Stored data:
━━━━━━━━━━

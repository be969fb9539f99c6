use std::collections::BTreeSet;
use std::path::PathBuf;

use serde::{Deserialize, Serialize};
use tracing::{info, warn};

use crate::error::{AppError, AppResult};
use crate::paths::RelPath;
use crate::store::{Document, JsonStore};

#[derive(Debug, Default, Clone)]
pub struct HiddenSet {
    paths: BTreeSet<RelPath>,
}

#[derive(Serialize, Deserialize)]
struct VisibilityFile {
    #[serde(default)]
    hidden_paths: Vec<String>,
}

impl Document for HiddenSet {
    fn decode(raw: &[u8]) -> serde_json::Result<Self> {
        let file: VisibilityFile = serde_json::from_slice(raw)?;
        let mut paths = BTreeSet::new();
        for raw_path in file.hidden_paths {
            match RelPath::parse(&raw_path) {
                Ok(rel) if !rel.is_root() => {
                    paths.insert(rel);
                }
                _ => warn!(path = %raw_path, "Skipping invalid hidden path entry"),
            }
        }
        Ok(Self { paths })
    }

    fn encode(&self) -> serde_json::Result<Vec<u8>> {
        let hidden_paths = self.paths.iter().map(RelPath::to_string).collect();
        serde_json::to_vec_pretty(&VisibilityFile { hidden_paths })
    }
}

/// Paths excluded from listings. Hiding a folder hides everything below it.
pub struct VisibilityRegistry {
    store: JsonStore<HiddenSet>,
}

impl VisibilityRegistry {
    pub async fn open(file: PathBuf) -> Self {
        let store = JsonStore::<HiddenSet>::open(file).await;
        let count = store.read(|s| s.paths.len());
        info!(count, file = %store.file().display(), "Loaded hidden folder paths");
        Self { store }
    }

    pub fn is_hidden(&self, path: &RelPath) -> bool {
        self.store
            .read(|s| path.ancestors().any(|candidate| s.paths.contains(candidate)))
    }

    pub fn len(&self) -> usize {
        self.store.read(|s| s.paths.len())
    }

    pub async fn set_hidden(&self, path: &RelPath, hidden: bool) -> AppResult<()> {
        if path.is_root() {
            return Err(AppError::InvalidPath("Cannot hide root directory.".into()));
        }
        self.store
            .update(|s| {
                let changed = if hidden {
                    s.paths.insert(path.clone())
                } else {
                    s.paths.remove(path)
                };
                (changed, ())
            })
            .await?;
        info!(path = %path, hidden, "Visibility updated");
        Ok(())
    }

    pub async fn remove_subtree(&self, path: &RelPath) -> AppResult<usize> {
        self.store
            .update(|s| {
                let before = s.paths.len();
                s.paths.retain(|p| !path.contains(p));
                let removed = before - s.paths.len();
                (removed > 0, removed)
            })
            .await
    }
}
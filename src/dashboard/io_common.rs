use std::collections::HashMap;
use std::path::{Path, PathBuf};

use snafu::OptionExt;

use crate::dashboard::*;

pub fn simplify_file_name(path: &str) -> String {
    Path::new(path)
        .file_name()
        .and_then(|s| s.to_str())
        .unwrap_or(path)
        .to_string()
}

/// Relative paths are read from the directory of the configuration file.
pub fn resolve_path(root: &Path, file_path: &str) -> String {
    let p = Path::new(file_path);
    let full: PathBuf = if p.is_absolute() {
        p.to_path_buf()
    } else {
        root.join(p)
    };
    full.display().to_string()
}

/// Several parties in one cell are separated by `|` or `;`.
pub fn split_parties(cell: &str) -> Vec<String> {
    cell.split(|c: char| c == '|' || c == ';')
        .map(|s| s.trim().to_string())
        .filter(|s| !s.is_empty())
        .collect()
}

/// Accepts the French decimal comma.
pub fn parse_number(s: &str) -> Option<f64> {
    s.trim().replace(',', ".").parse::<f64>().ok()
}

/// The position of each known column, from the header row.
#[derive(Eq, PartialEq, Debug, Clone)]
pub struct ColumnIndex {
    columns: HashMap<String, usize>,
}

impl ColumnIndex {
    pub fn from_header<S: AsRef<str>>(header: &[S]) -> ColumnIndex {
        let columns = header
            .iter()
            .enumerate()
            .map(|(idx, name)| (name.as_ref().trim().to_lowercase(), idx))
            .collect();
        ColumnIndex { columns }
    }

    pub fn position(&self, column: &str) -> Option<usize> {
        self.columns.get(column).cloned()
    }

    pub fn require(&self, column: &str, path: &str) -> DashboardResult<usize> {
        self.position(column).context(MissingColumnSnafu {
            column,
            path: path.to_string(),
        })
    }

    /// The non-blank value of a column in a row, if the column exists.
    pub fn get(&self, row: &[String], column: &str) -> Option<String> {
        self.position(column)
            .and_then(|idx| row.get(idx))
            .map(|s| s.trim().to_string())
            .filter(|s| !s.is_empty())
    }
}

/// Builds a parsed datapoint from the cells of one row, already converted to text.
pub fn datapoint_from_row(
    columns: &ColumnIndex,
    row: &[String],
    id: String,
    lineno: usize,
) -> ParsedDatapoint {
    ParsedDatapoint {
        id,
        lineno,
        kind: columns.get(row, "type"),
        election_id: columns.get(row, "election_id"),
        election_type: columns.get(row, "election_type"),
        round: columns.get(row, "election_tour"),
        date: columns.get(row, "date"),
        candidate_name: columns.get(row, "candidate_name"),
        parties: columns
            .get(row, "party")
            .map(|s| split_parties(&s))
            .unwrap_or_default(),
        nuance: columns.get(row, "nuance"),
        level: columns.get(row, "level"),
        city: columns.get(row, "city"),
        percentage: columns.get(row, "result_pourcentage_exprime"),
        amount: columns.get(row, "result_amount"),
        poll_id: columns.get(row, "poll_id"),
        hypothesis: columns.get(row, "hypothese"),
    }
}

/// The columns that must be present in every tabular file.
pub const REQUIRED_COLUMNS: [&str; 3] = ["date", "candidate_name", "result_pourcentage_exprime"];
use crate::dashboard::io_common::{simplify_file_name, split_parties};
use crate::dashboard::*;

use serde_json::Map;

// Numbers and strings are both accepted, the validation happens later.
fn js_to_string(v: Option<&JSValue>) -> Option<String> {
    match v? {
        JSValue::String(s) => Some(s.trim().to_string()).filter(|s| !s.is_empty()),
        JSValue::Number(n) => Some(n.to_string()),
        JSValue::Bool(b) => Some(b.to_string()),
        _ => None,
    }
}

fn js_parties(v: Option<&JSValue>) -> Vec<String> {
    match v {
        Some(JSValue::Array(xs)) => xs
            .iter()
            .filter_map(|x| js_to_string(Some(x)))
            .collect(),
        Some(JSValue::String(s)) => split_parties(s),
        _ => Vec::new(),
    }
}

fn datapoint_from_object(obj: &Map<String, JSValue>, id: String, lineno: usize) -> ParsedDatapoint {
    ParsedDatapoint {
        id,
        lineno,
        kind: js_to_string(obj.get("type")),
        election_id: js_to_string(obj.get("election_id")),
        election_type: js_to_string(obj.get("election_type")),
        round: js_to_string(obj.get("election_tour")),
        date: js_to_string(obj.get("date")),
        candidate_name: js_to_string(obj.get("candidate_name")),
        parties: js_parties(obj.get("party")),
        nuance: js_to_string(obj.get("nuance")),
        level: js_to_string(obj.get("level")),
        city: js_to_string(obj.get("city")),
        percentage: js_to_string(obj.get("result_pourcentage_exprime")),
        amount: js_to_string(obj.get("result_amount")),
        poll_id: js_to_string(obj.get("poll_id")),
        hypothesis: js_to_string(obj.get("hypothese")),
    }
}

/// Reads a JSON array of datapoint objects.
pub fn read_json_datapoints(path: &str) -> DashboardResult<Vec<ParsedDatapoint>> {
    let contents = fs::read_to_string(path).context(OpeningJsonSnafu { path })?;
    let js: JSValue = serde_json::from_str(contents.as_str()).context(ParsingJsonSnafu { path })?;
    let simplified_file_name = simplify_file_name(path);
    let entries = match js.as_array() {
        Some(xs) => xs,
        None => whatever!("{}: expected an array of datapoints", path),
    };
    let mut res: Vec<ParsedDatapoint> = Vec::new();
    for (idx, entry) in entries.iter().enumerate() {
        let lineno = idx + 1;
        let obj = match entry.as_object() {
            Some(obj) => obj,
            None => whatever!("{}: entry {} is not an object", path, lineno),
        };
        let pd = datapoint_from_object(obj, format!("{}-{:08}", simplified_file_name, lineno), lineno);
        debug!("read_json_datapoints: {:?}", pd);
        res.push(pd);
    }
    Ok(res)
}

━━━━━━━━━━

*PROMPT:* Each line above with the word "await" must be returned.

*ANSWER TO THIS PROBLEM:*
        let store = JsonStore::<HiddenSet>::open(file).await;
            .await?;
            .await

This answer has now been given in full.